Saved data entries

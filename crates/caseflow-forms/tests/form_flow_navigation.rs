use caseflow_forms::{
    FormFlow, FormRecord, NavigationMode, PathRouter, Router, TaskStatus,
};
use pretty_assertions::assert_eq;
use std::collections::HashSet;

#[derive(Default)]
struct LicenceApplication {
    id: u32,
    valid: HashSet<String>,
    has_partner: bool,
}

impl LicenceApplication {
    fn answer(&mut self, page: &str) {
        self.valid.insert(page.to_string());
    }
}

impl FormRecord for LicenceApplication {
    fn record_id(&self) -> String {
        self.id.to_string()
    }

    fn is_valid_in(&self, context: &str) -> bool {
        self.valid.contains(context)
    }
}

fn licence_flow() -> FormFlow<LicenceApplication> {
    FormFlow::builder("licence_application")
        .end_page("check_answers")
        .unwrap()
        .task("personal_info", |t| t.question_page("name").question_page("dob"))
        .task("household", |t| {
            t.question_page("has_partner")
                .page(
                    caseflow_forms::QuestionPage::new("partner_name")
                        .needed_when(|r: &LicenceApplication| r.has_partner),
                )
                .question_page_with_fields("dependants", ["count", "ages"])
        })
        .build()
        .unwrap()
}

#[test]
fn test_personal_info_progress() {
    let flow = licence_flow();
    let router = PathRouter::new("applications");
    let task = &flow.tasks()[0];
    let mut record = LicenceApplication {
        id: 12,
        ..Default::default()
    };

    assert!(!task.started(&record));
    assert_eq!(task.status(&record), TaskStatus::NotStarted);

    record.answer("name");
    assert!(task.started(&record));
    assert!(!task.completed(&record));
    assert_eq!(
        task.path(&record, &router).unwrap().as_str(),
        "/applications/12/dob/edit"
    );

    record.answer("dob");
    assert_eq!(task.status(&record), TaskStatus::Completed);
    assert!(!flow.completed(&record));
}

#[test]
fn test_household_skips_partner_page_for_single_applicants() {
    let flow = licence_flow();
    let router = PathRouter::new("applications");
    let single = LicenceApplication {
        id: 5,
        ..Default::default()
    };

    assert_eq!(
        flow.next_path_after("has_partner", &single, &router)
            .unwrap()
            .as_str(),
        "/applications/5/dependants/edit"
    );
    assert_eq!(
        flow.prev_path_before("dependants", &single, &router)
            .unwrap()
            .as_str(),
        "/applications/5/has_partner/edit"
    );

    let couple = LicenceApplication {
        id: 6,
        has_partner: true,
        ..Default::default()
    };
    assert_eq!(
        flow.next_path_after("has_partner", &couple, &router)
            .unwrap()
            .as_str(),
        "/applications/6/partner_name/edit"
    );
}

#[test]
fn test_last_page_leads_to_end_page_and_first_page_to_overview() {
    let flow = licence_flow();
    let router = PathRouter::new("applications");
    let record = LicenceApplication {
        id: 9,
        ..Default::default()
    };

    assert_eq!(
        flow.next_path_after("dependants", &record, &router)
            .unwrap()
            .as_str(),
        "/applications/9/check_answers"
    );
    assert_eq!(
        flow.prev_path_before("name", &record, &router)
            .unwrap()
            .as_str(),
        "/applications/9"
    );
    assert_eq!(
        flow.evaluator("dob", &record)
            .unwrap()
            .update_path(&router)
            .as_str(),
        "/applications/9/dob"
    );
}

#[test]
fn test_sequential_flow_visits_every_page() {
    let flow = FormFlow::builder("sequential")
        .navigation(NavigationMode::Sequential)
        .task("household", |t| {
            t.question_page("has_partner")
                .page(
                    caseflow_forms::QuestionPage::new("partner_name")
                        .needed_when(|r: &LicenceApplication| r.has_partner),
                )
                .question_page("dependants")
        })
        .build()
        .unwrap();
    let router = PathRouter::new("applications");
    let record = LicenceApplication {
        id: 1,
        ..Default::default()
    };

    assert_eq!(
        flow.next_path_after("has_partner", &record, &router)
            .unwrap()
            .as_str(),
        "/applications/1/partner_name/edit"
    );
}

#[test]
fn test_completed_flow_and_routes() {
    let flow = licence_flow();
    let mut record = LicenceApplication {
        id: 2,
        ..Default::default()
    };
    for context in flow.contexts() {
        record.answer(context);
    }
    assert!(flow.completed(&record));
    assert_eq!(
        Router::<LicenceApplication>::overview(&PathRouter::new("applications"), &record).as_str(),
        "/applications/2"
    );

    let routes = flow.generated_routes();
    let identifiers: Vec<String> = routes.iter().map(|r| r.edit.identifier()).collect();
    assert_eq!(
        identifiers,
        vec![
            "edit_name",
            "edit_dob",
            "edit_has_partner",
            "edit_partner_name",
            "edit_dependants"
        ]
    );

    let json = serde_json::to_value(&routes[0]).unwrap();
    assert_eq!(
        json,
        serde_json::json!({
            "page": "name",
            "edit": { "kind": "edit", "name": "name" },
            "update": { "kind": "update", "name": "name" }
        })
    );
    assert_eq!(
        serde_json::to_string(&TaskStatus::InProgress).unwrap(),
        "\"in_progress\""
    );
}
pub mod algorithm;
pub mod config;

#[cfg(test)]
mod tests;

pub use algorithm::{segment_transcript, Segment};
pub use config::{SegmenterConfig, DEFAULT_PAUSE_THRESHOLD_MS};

Exercise details
Give every entry back exactly as it was written above.

Answer to this exercise
filename crates/caseflow-forms/tests/form_flow_navigation.rs
use caseflow_forms::{
    FormFlow, FormRecord, NavigationMode, PathRouter, Router, TaskStatus,
};
use pretty_assertions::assert_eq;
use std::collections::HashSet;

#[derive(Default)]
struct LicenceApplication {
    id: u32,
    valid: HashSet<String>,
    has_partner: bool,
}

impl LicenceApplication {
    fn answer(&mut self, page: &str) {
        self.valid.insert(page.to_string());
    }
}

impl FormRecord for LicenceApplication {
    fn record_id(&self) -> String {
        self.id.to_string()
    }

    fn is_valid_in(&self, context: &str) -> bool {
        self.valid.contains(context)
    }
}

fn licence_flow() -> FormFlow<LicenceApplication> {
    FormFlow::builder("licence_application")
        .end_page("check_answers")
        .unwrap()
        .task("personal_info", |t| t.question_page("name").question_page("dob"))
        .task("household", |t| {
            t.question_page("has_partner")
                .page(
                    caseflow_forms::QuestionPage::new("partner_name")
                        .needed_when(|r: &LicenceApplication| r.has_partner),
                )
                .question_page_with_fields("dependants", ["count", "ages"])
        })
        .build()
        .unwrap()
}

#[test]
fn test_personal_info_progress() {
    let flow = licence_flow();
    let router = PathRouter::new("applications");
    let task = &flow.tasks()[0];
    let mut record = LicenceApplication {
        id: 12,
        ..Default::default()
    };

    assert!(!task.started(&record));
    assert_eq!(task.status(&record), TaskStatus::NotStarted);

    record.answer("name");
    assert!(task.started(&record));
    assert!(!task.completed(&record));
    assert_eq!(
        task.path(&record, &router).unwrap().as_str(),
        "/applications/12/dob/edit"
    );

    record.answer("dob");
    assert_eq!(task.status(&record), TaskStatus::Completed);
    assert!(!flow.completed(&record));
}

#[test]
fn test_household_skips_partner_page_for_single_applicants() {
    let flow = licence_flow();
    let router = PathRouter::new("applications");
    let single = LicenceApplication {
        id: 5,
        ..Default::default()
    };

    assert_eq!(
        flow.next_path_after("has_partner", &single, &router)
            .unwrap()
            .as_str(),
        "/applications/5/dependants/edit"
    );
    assert_eq!(
        flow.prev_path_before("dependants", &single, &router)
            .unwrap()
            .as_str(),
        "/applications/5/has_partner/edit"
    );

    let couple = LicenceApplication {
        id: 6,
        has_partner: true,
        ..Default::default()
    };
    assert_eq!(
        flow.next_path_after("has_partner", &couple, &router)
            .unwrap()
            .as_str(),
        "/applications/6/partner_name/edit"
    );
}

#[test]
fn test_last_page_leads_to_end_page_and_first_page_to_overview() {
    let flow = licence_flow();
    let router = PathRouter::new("applications");
    let record = LicenceApplication {
        id: 9,
        ..Default::default()
    };

    assert_eq!(
        flow.next_path_after("dependants", &record, &router)
            .unwrap()
            .as_str(),
        "/applications/9/check_answers"
    );
    assert_eq!(
        flow.prev_path_before("name", &record, &router)
            .unwrap()
            .as_str(),
        "/applications/9"
    );
    assert_eq!(
        flow.evaluator("dob", &record)
            .unwrap()
            .update_path(&router)
            .as_str(),
        "/applications/9/dob"
    );
}

#[test]
fn test_sequential_flow_visits_every_page() {
    let flow = FormFlow::builder("sequential")
        .navigation(NavigationMode::Sequential)
        .task("household", |t| {
            t.question_page("has_partner")
                .page(
                    caseflow_forms::QuestionPage::new("partner_name")
                        .needed_when(|r: &LicenceApplication| r.has_partner),
                )
                .question_page("dependants")
        })
        .build()
        .unwrap();
    let router = PathRouter::new("applications");
    let record = LicenceApplication {
        id: 1,
        ..Default::default()
    };

    assert_eq!(
        flow.next_path_after("has_partner", &record, &router)
            .unwrap()
            .as_str(),
        "/applications/1/partner_name/edit"
    );
}

#[test]
fn test_completed_flow_and_routes() {
    let flow = licence_flow();
    let mut record = LicenceApplication {
        id: 2,
        ..Default::default()
    };
    for context in flow.contexts() {
        record.answer(context);
    }
    assert!(flow.completed(&record));
    assert_eq!(
        Router::<LicenceApplication>::overview(&PathRouter::new("applications"), &record).as_str(),
        "/applications/2"
    );

    let routes = flow.generated_routes();
    let identifiers: Vec<String> = routes.iter().map(|r| r.edit.identifier()).collect();
    assert_eq!(
        identifiers,
        vec![
            "edit_name",
            "edit_dob",
            "edit_has_partner",
            "edit_partner_name",
            "edit_dependants"
        ]
    );

    let json = serde_json::to_value(&routes[0]).unwrap();
    assert_eq!(
        json,
        serde_json::json!({
            "page": "name",
            "edit": { "kind": "edit", "name": "name" },
            "update": { "kind": "update", "name": "name" }
        })
    );
    assert_eq!(
        serde_json::to_string(&TaskStatus::InProgress).unwrap(),
        "\"in_progress\""
    );
}
pub mod algorithm;
pub mod config;

#[cfg(test)]
mod tests;

pub use algorithm::{segment_transcript, Segment};
pub use config::{SegmenterConfig, DEFAULT_PAUSE_THRESHOLD_MS};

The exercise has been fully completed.